> _WHAT IS EXPECTED_:
Examine each line of the data. Copy the line if it includes the word "path".

=== INFORMATION SHOWN ===

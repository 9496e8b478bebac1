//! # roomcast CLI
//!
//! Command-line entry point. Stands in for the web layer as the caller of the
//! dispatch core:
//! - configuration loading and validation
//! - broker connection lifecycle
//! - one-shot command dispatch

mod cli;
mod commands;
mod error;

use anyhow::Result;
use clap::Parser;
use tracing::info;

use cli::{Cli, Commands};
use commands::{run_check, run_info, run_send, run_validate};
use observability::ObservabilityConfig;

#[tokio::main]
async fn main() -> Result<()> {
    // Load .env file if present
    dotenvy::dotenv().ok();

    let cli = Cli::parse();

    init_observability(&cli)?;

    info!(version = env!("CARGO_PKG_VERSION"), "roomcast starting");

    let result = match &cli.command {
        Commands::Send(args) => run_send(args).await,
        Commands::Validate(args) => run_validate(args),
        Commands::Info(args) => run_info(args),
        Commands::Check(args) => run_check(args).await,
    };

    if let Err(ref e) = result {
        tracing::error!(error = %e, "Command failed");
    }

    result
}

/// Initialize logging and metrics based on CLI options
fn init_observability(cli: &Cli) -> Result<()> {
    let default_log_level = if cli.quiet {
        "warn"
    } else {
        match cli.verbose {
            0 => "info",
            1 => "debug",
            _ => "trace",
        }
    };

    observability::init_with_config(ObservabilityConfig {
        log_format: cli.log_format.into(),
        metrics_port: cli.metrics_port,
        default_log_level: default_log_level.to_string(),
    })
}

===
=== INFORMATION SHOWN ===

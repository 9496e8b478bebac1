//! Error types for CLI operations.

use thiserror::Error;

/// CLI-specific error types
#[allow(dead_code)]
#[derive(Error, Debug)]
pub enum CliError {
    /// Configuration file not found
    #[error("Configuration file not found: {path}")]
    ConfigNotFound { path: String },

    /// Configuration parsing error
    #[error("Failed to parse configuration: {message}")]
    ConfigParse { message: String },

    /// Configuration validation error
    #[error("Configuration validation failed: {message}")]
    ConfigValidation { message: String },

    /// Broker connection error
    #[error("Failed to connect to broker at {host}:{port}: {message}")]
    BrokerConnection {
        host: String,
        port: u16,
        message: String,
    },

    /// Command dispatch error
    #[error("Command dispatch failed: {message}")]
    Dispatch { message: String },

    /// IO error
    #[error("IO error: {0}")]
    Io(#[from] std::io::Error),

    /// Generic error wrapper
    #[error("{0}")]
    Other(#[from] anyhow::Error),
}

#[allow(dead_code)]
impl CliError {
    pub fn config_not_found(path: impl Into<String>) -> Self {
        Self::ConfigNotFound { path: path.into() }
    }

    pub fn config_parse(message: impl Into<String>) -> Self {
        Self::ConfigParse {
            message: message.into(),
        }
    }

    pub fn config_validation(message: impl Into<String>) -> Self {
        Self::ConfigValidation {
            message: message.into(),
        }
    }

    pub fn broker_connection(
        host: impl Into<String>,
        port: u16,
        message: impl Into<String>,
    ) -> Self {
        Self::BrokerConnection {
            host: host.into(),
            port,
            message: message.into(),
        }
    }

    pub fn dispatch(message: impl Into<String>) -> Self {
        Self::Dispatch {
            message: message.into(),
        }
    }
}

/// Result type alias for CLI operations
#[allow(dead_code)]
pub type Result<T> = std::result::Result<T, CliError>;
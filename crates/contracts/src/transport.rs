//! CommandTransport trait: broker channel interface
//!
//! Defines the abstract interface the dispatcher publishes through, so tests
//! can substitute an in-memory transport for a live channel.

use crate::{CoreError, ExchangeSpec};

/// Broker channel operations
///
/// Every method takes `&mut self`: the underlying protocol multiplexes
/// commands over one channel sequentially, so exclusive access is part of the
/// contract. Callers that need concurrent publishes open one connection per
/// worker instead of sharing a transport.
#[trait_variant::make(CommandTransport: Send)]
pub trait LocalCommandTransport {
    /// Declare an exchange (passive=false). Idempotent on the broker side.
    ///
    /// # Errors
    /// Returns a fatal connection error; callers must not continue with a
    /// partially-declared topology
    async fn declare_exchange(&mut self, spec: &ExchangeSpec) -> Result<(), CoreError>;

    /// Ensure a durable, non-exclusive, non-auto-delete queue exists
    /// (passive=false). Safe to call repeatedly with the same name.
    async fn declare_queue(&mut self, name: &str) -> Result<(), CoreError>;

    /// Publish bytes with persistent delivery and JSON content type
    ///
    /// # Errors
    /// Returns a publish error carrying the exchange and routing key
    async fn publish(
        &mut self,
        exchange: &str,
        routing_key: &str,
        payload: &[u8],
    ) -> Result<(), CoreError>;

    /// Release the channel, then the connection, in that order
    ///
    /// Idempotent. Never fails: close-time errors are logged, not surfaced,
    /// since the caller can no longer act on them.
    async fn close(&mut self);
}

===

> _EXERCISE RESULT_:
    #[error("Configuration file not found: {path}")]
    ConfigNotFound { path: String },
    pub fn config_not_found(path: impl Into<String>) -> Self {
        Self::ConfigNotFound { path: path.into() }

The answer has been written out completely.